On Fri, 2005-07-15 at 00:24 +0300, Hannu Krosing wrote:
> Btw, not just UNION ALL, but also simple UNION, INTERSECT and EXCEPT
> could probably be taught to use CE at some stage.
It turns out that to solve this problem you very nearly have to solve
the "any table" problem. Thats an extra argument in favour of making
this work for any table.
> That's why I asked for GUC, not a default behaviour ;)
> but what about _static_ exlusion based on constraints ?
>
> I mean if there is a left side table with say a single partition having
> CHECK(id_order BETWEEN 1 AND 1000)
> (either originally or left after eliminating other by other constraints)
>
> and 3 right side partition with
> CHECK(key_order BETWEEN 1 AND 1000)
> CHECK(key_order BETWEEN 1001 AND 2000)
> CHECK(key_order BETWEEN 2001 AND 3000)
>
> then the 3rd one could be eliminated statically from a join on
> id_order=key_order
Well, SQL allows you to express almost any query, but that doesn't mean
it is all 3 of: frequently occcuring, meaningful and interesting.

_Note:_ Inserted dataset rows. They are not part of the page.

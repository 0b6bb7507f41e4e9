//! Line-oriented config parsing.
//!
//! ```text
//! # comment
//! interval=30
//! /home/me/walls/a.png
//! walls/b.png
//! ```
//!
//! Every parse starts from scratch: default interval, empty list.

use std::ffi::OsStr;
use std::io::{BufRead, BufReader};
use std::os::unix::ffi::OsStrExt;
use std::path::{Path, PathBuf};
use std::time::Duration;

use thiserror::Error;

pub const DEFAULT_INTERVAL: Duration = Duration::from_secs(60);

const INTERVAL_PREFIX: &[u8] = b"interval=";

#[derive(Debug, Error)]
pub enum ConfigError {
    #[error("config source unavailable: {path}")]
    SourceUnavailable {
        path: PathBuf,
        #[source]
        source: std::io::Error,
    },

    /// Only produced while parsing `interval=`; recovered inside the parser.
    #[error("malformed interval: {0:?}")]
    MalformedInterval(String),
}

/// Resource bounds applied while parsing.
#[derive(Debug, Clone, Copy, PartialEq, Eq)]
pub struct Limits {
    pub max_wallpapers: usize,
    /// In bytes.
    pub max_path_len: usize,
}

impl Limits {
    pub const DEFAULT: Self = Self {
        max_wallpapers: 1024,
        max_path_len: 512,
    };
}

impl Default for Limits {
    fn default() -> Self {
        Self::DEFAULT
    }
}

/// Parsed configuration. Immutable; replaced wholesale on reload.
#[derive(Debug, Clone, PartialEq, Eq)]
pub struct Configuration {
    interval: Duration,
    wallpapers: Vec<PathBuf>,
}

impl Configuration {
    /// Fails with `None` on a zero interval.
    pub fn new(interval: Duration, wallpapers: Vec<PathBuf>) -> Option<Self> {
        if interval.is_zero() {
            return None;
        }
        Some(Self {
            interval,
            wallpapers,
        })
    }

    pub fn interval(&self) -> Duration {
        self.interval
    }

    /// Rotation order.
    pub fn wallpapers(&self) -> &[PathBuf] {
        &self.wallpapers
    }
}

impl Default for Configuration {
    fn default() -> Self {
        Self {
            interval: DEFAULT_INTERVAL,
            wallpapers: Vec::new(),
        }
    }
}

/// Knows where the config lives and how to turn it into a [`Configuration`].
#[derive(Debug, Clone)]
pub struct ConfigStore {
    path: PathBuf,
    limits: Limits,
}

impl ConfigStore {
    pub fn new(path: impl Into<PathBuf>) -> Self {
        Self {
            path: path.into(),
            limits: Limits::DEFAULT,
        }
    }

    pub fn with_limits(mut self, limits: Limits) -> Self {
        self.limits = limits;
        self
    }

    pub fn path(&self) -> &Path {
        &self.path
    }

    pub fn limits(&self) -> Limits {
        self.limits
    }

    /// Reads and parses the well-known source.
    pub fn load(&self) -> Result<Configuration, ConfigError> {
        let file = std::fs::File::open(&self.path).map_err(|source| self.unavailable(source))?;
        self.parse(BufReader::new(file))
            .map_err(|source| self.unavailable(source))
    }

    pub fn parse_str(&self, text: &str) -> Configuration {
        // Reading from a byte slice cannot fail.
        self.parse(text.as_bytes()).unwrap_or_default()
    }

    pub fn parse<R: BufRead>(&self, mut reader: R) -> std::io::Result<Configuration> {
        let mut config = Configuration::default();
        let mut buf = Vec::new();

        loop {
            buf.clear();
            if reader.read_until(b'\n', &mut buf)? == 0 {
                break;
            }
            self.apply_line(&mut config, &buf);
        }

        Ok(config)
    }

    fn apply_line(&self, config: &mut Configuration, raw: &[u8]) {
        let line = raw.trim_ascii();
        if line.is_empty() || line[0] == b'#' {
            return;
        }

        if let Some(rest) = line.strip_prefix(INTERVAL_PREFIX) {
            config.interval = parse_interval(rest).unwrap_or_else(|err| {
                tracing::trace!("{err}, using default");
                DEFAULT_INTERVAL
            });
            return;
        }

        if line.len() > self.limits.max_path_len {
            tracing::trace!(len = line.len(), "skipping overlong path");
            return;
        }
        if config.wallpapers.len() >= self.limits.max_wallpapers {
            tracing::trace!(max = self.limits.max_wallpapers, "wallpaper list full");
            return;
        }

        config
            .wallpapers
            .push(PathBuf::from(OsStr::from_bytes(line)));
    }

    fn unavailable(&self, source: std::io::Error) -> ConfigError {
        ConfigError::SourceUnavailable {
            path: self.path.clone(),
            source,
        }
    }
}

fn parse_interval(raw: &[u8]) -> Result<Duration, ConfigError> {
    let text = String::from_utf8_lossy(raw);
    match text.trim().parse::<u64>() {
        Ok(secs) if secs > 0 => Ok(Duration::from_secs(secs)),
        _ => Err(ConfigError::MalformedInterval(text.into_owned())),
    }
}

#[cfg(test)]
mod tests {
    use super::*;

    fn store() -> ConfigStore {
        ConfigStore::new("/nonexistent/hpd.conf")
    }

    fn paths(config: &Configuration) -> Vec<&str> {
        config
            .wallpapers()
            .iter()
            .map(|p| p.to_str().unwrap())
            .collect()
    }

    #[test]
    fn parses_interval_paths_and_comments() {
        let c = store().parse_str("interval=5\n/a.png\n/b.png\n#comment\n/c.png\n");
        assert_eq!(c.interval(), Duration::from_secs(5));
        assert_eq!(paths(&c), ["/a.png", "/b.png", "/c.png"]);
    }

    #[test]
    fn same_text_parses_to_equal_values() {
        let text = "interval=12\n/x.jpg\n\n/y.jpg\n/x.jpg\n";
        assert_eq!(store().parse_str(text), store().parse_str(text));
    }

    #[test]
    fn malformed_interval_falls_back_to_default() {
        let c = store().parse_str("interval=notanumber\n");
        assert_eq!(c.interval(), DEFAULT_INTERVAL);
        assert!(c.wallpapers().is_empty());

        for bad in ["interval=0", "interval=-3", "interval=", "interval=99999999999999999999999"] {
            assert_eq!(store().parse_str(bad).interval(), DEFAULT_INTERVAL, "{bad}");
        }
    }

    #[test]
    fn malformed_interval_after_valid_one_resets_to_default() {
        let c = store().parse_str("interval=10\ninterval=abc\n");
        assert_eq!(c.interval(), DEFAULT_INTERVAL);
    }

    #[test]
    fn interval_tolerates_surrounding_whitespace() {
        let c = store().parse_str("  interval= 30 \r\n");
        assert_eq!(c.interval(), Duration::from_secs(30));
    }

    #[test]
    fn missing_interval_uses_default() {
        let c = store().parse_str("/only.png");
        assert_eq!(c.interval(), DEFAULT_INTERVAL);
        assert_eq!(paths(&c), ["/only.png"]);
    }

    #[test]
    fn trims_whitespace_and_crlf_from_paths() {
        let c = store().parse_str("  /a b.png  \r\n\t\n   # indented comment\n");
        assert_eq!(paths(&c), ["/a b.png"]);
    }

    #[test]
    fn keeps_duplicates_in_order() {
        let c = store().parse_str("b\na\nb\n");
        assert_eq!(paths(&c), ["b", "a", "b"]);
    }

    #[test]
    fn extra_wallpapers_beyond_capacity_are_ignored() {
        let limits = Limits {
            max_wallpapers: 2,
            ..Limits::DEFAULT
        };
        let c = store().with_limits(limits).parse_str("/1\n/2\n/3\n/4\n");
        assert_eq!(paths(&c), ["/1", "/2"]);
    }

    #[test]
    fn overlong_paths_are_skipped() {
        let limits = Limits {
            max_path_len: 4,
            ..Limits::DEFAULT
        };
        let c = store().with_limits(limits).parse_str("/abc\n/abcdef\n/xy\n");
        assert_eq!(paths(&c), ["/abc", "/xy"]);
    }

    #[test]
    fn non_utf8_paths_survive() {
        let c = store().parse(&b"/w/\xffimg.png\n"[..]).unwrap();
        assert_eq!(c.wallpapers()[0].as_os_str().as_bytes(), b"/w/\xffimg.png");
    }

    #[test]
    fn load_reads_file() {
        let dir = tempfile::tempdir().unwrap();
        let path = dir.path().join("hpd.conf");
        std::fs::write(&path, "interval=7\n/a.png\n").unwrap();

        let c = ConfigStore::new(&path).load().unwrap();
        assert_eq!(c.interval(), Duration::from_secs(7));
        assert_eq!(paths(&c), ["/a.png"]);
    }

    #[test]
    fn load_reports_missing_source() {
        let err = store().load().unwrap_err();
        match err {
            ConfigError::SourceUnavailable { path, .. } => {
                assert_eq!(path, Path::new("/nonexistent/hpd.conf"));
            }
            other => panic!("unexpected error: {other:?}"),
        }
    }

    #[test]
    fn configuration_rejects_zero_interval() {
        assert!(Configuration::new(Duration::ZERO, vec![]).is_none());
        assert!(Configuration::new(Duration::from_secs(1), vec![]).is_some());
    }
}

Have you ever seen such a construct?
I think we might be able to use equivalence to show that a restriction
on one table could be translated into a restriction on the Fact table.
e.g.
SELECT
FROM Fact, OtherTable
WHERE Fact.Key = OtherTable.Key
AND OtherTable.Key > 28000
But the harder and yet more common problem is where there is no direct
restriction on the equivalent join column. Thats the one I would
eventually seek to solve
e.g.
SELECT
FROM Fact, Dimension
WHERE Fact.Key = Dimension.Key
AND Dimension.DescriptiveField = 'Blah'
where there is a relationship between DescriptiveField and Key enshrined
within the Dimension table.
> and thanks for the good work so far!